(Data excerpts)
○ ○ ○
//! # Sequence Nodes
//!
//! An [`LNode`] is a view over one sequence of the raw tree. Element reads
//! wrap mappings and sequences like [`DNode::get`]; element writes are not
//! validated. Untyped mapping elements are unconstrained schema-wise.

use rdm_core::{TagUri, Tagged, Value};

use crate::context::NodeContext;
use crate::dnode::{Attr, DNode, Private, Shape};
use crate::error::NodeError;
use crate::scope::{join_path, SchemaScope};

/// A view over one sequence of the raw tree.
#[derive(Debug)]
pub struct LNode<'a> {
    data: &'a mut Vec<Value>,
    tag: Option<TagUri>,
    path: String,
    ctx: &'a NodeContext,
}

impl<'a> LNode<'a> {
    /// Wrap `raw`; a null `raw` is replaced by an empty sequence.
    ///
    /// # Errors
    ///
    /// [`NodeError::Construction`] if `raw` is neither a sequence nor null.
    pub fn new(raw: &'a mut Value, ctx: &'a NodeContext) -> Result<Self, NodeError> {
        if raw.is_null() {
            *raw = Value::Sequence(Vec::new());
        }
        match raw {
            Value::Sequence(data) => Ok(Self::wrap(data, None, String::new(), ctx)),
            other => Err(NodeError::Construction {
                expected: "sequence",
                found: other.type_name(),
            }),
        }
    }

    /// Wrap a sequence directly.
    pub fn from_vec(data: &'a mut Vec<Value>, ctx: &'a NodeContext) -> Self {
        Self::wrap(data, None, String::new(), ctx)
    }

    pub(crate) fn wrap(
        data: &'a mut Vec<Value>,
        tag: Option<TagUri>,
        path: String,
        ctx: &'a NodeContext,
    ) -> Self {
        Self {
            data,
            tag,
            path,
            ctx,
        }
    }

    /// Read element `index`.
    ///
    /// # Errors
    ///
    /// [`NodeError::IndexOutOfRange`] past the end.
    pub fn get(&mut self, index: usize) -> Result<Attr<'_>, NodeError> {
        let ctx = self.ctx;
        let shape = Shape::of(self.element(index)?);
        match shape {
            Shape::Mapping(tag) => {
                let scope = SchemaScope::element(&self.path, index, tag);
                match self.data[index].untagged_mut() {
                    Value::Mapping(map) => Ok(Attr::Node(DNode::wrap(map, scope, ctx, Private::default()))),
                    other => Err(NodeError::Construction {
                        expected: "mapping",
                        found: other.type_name(),
                    }),
                }
            }
            Shape::Sequence(tag) => {
                let path = join_path(&self.path, &index.to_string());
                match self.data[index].untagged_mut() {
                    Value::Sequence(seq) => Ok(Attr::List(LNode::wrap(seq, tag, path, ctx))),
                    other => Err(NodeError::Construction {
                        expected: "sequence",
                        found: other.type_name(),
                    }),
                }
            }
            Shape::Leaf => Ok(Attr::Value(self.data[index].clone())),
        }
    }

    /// Replace element `index`.
    pub fn set(&mut self, index: usize, value: impl Into<Value>) -> Result<(), NodeError> {
        let len = self.data.len();
        let slot = self
            .data
            .get_mut(index)
            .ok_or(NodeError::IndexOutOfRange { index, len })?;
        *slot = value.into();
        Ok(())
    }

    /// Append an element.
    pub fn push(&mut self, value: impl Into<Value>) {
        self.data.push(value.into());
    }

    pub fn len(&self) -> usize {
        self.data.len()
    }

    pub fn is_empty(&self) -> bool {
        self.data.is_empty()
    }

    /// Raw elements, in order.
    pub fn iter(&self) -> std::slice::Iter<'_, Value> {
        self.data.iter()
    }

    /// The tag, when this is the plain form of a tagged list.
    pub fn tag(&self) -> Option<&TagUri> {
        self.tag.as_ref()
    }

    /// Dotted path from the outermost node.
    pub fn path(&self) -> &str {
        &self.path
    }

    pub fn raw(&self) -> &[Value] {
        self.data.as_slice()
    }

    /// The list as an owned value, tagged when the list is typed.
    pub fn to_value(&self) -> Value {
        let seq = Value::Sequence(self.data.clone());
        match &self.tag {
            Some(tag) => Value::Tagged(Tagged::new(tag.clone(), seq)),
            None => seq,
        }
    }

    fn element(&self, index: usize) -> Result<&Value, NodeError> {
        self.data.get(index).ok_or(NodeError::IndexOutOfRange {
            index,
            len: self.data.len(),
        })
    }
}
○ ○ ○
TASK STATEMENT: Retype every line above with nothing changed.

EXERCISE SOLUTION:
//! # Sequence Nodes
//!
//! An [`LNode`] is a view over one sequence of the raw tree. Element reads
//! wrap mappings and sequences like [`DNode::get`]; element writes are not
//! validated. Untyped mapping elements are unconstrained schema-wise.

use rdm_core::{TagUri, Tagged, Value};

use crate::context::NodeContext;
use crate::dnode::{Attr, DNode, Private, Shape};
use crate::error::NodeError;
use crate::scope::{join_path, SchemaScope};

/// A view over one sequence of the raw tree.
#[derive(Debug)]
pub struct LNode<'a> {
    data: &'a mut Vec<Value>,
    tag: Option<TagUri>,
    path: String,
    ctx: &'a NodeContext,
}

impl<'a> LNode<'a> {
    /// Wrap `raw`; a null `raw` is replaced by an empty sequence.
    ///
    /// # Errors
    ///
    /// [`NodeError::Construction`] if `raw` is neither a sequence nor null.
    pub fn new(raw: &'a mut Value, ctx: &'a NodeContext) -> Result<Self, NodeError> {
        if raw.is_null() {
            *raw = Value::Sequence(Vec::new());
        }
        match raw {
            Value::Sequence(data) => Ok(Self::wrap(data, None, String::new(), ctx)),
            other => Err(NodeError::Construction {
                expected: "sequence",
                found: other.type_name(),
            }),
        }
    }

    /// Wrap a sequence directly.
    pub fn from_vec(data: &'a mut Vec<Value>, ctx: &'a NodeContext) -> Self {
        Self::wrap(data, None, String::new(), ctx)
    }

    pub(crate) fn wrap(
        data: &'a mut Vec<Value>,
        tag: Option<TagUri>,
        path: String,
        ctx: &'a NodeContext,
    ) -> Self {
        Self {
            data,
            tag,
            path,
            ctx,
        }
    }

    /// Read element `index`.
    ///
    /// # Errors
    ///
    /// [`NodeError::IndexOutOfRange`] past the end.
    pub fn get(&mut self, index: usize) -> Result<Attr<'_>, NodeError> {
        let ctx = self.ctx;
        let shape = Shape::of(self.element(index)?);
        match shape {
            Shape::Mapping(tag) => {
                let scope = SchemaScope::element(&self.path, index, tag);
                match self.data[index].untagged_mut() {
                    Value::Mapping(map) => Ok(Attr::Node(DNode::wrap(map, scope, ctx, Private::default()))),
                    other => Err(NodeError::Construction {
                        expected: "mapping",
                        found: other.type_name(),
                    }),
                }
            }
            Shape::Sequence(tag) => {
                let path = join_path(&self.path, &index.to_string());
                match self.data[index].untagged_mut() {
                    Value::Sequence(seq) => Ok(Attr::List(LNode::wrap(seq, tag, path, ctx))),
                    other => Err(NodeError::Construction {
                        expected: "sequence",
                        found: other.type_name(),
                    }),
                }
            }
            Shape::Leaf => Ok(Attr::Value(self.data[index].clone())),
        }
    }

    /// Replace element `index`.
    pub fn set(&mut self, index: usize, value: impl Into<Value>) -> Result<(), NodeError> {
        let len = self.data.len();
        let slot = self
            .data
            .get_mut(index)
            .ok_or(NodeError::IndexOutOfRange { index, len })?;
        *slot = value.into();
        Ok(())
    }

    /// Append an element.
    pub fn push(&mut self, value: impl Into<Value>) {
        self.data.push(value.into());
    }

    pub fn len(&self) -> usize {
        self.data.len()
    }

    pub fn is_empty(&self) -> bool {
        self.data.is_empty()
    }

    /// Raw elements, in order.
    pub fn iter(&self) -> std::slice::Iter<'_, Value> {
        self.data.iter()
    }

    /// The tag, when this is the plain form of a tagged list.
    pub fn tag(&self) -> Option<&TagUri> {
        self.tag.as_ref()
    }

    /// Dotted path from the outermost node.
    pub fn path(&self) -> &str {
        &self.path
    }

    pub fn raw(&self) -> &[Value] {
        self.data.as_slice()
    }

    /// The list as an owned value, tagged when the list is typed.
    pub fn to_value(&self) -> Value {
        let seq = Value::Sequence(self.data.clone());
        match &self.tag {
            Some(tag) => Value::Tagged(Tagged::new(tag.clone(), seq)),
            None => seq,
        }
    }

    fn element(&self, index: usize) -> Result<&Value, NodeError> {
        self.data.get(index).ok_or(NodeError::IndexOutOfRange {
            index,
            len: self.data.len(),
        })
    }
}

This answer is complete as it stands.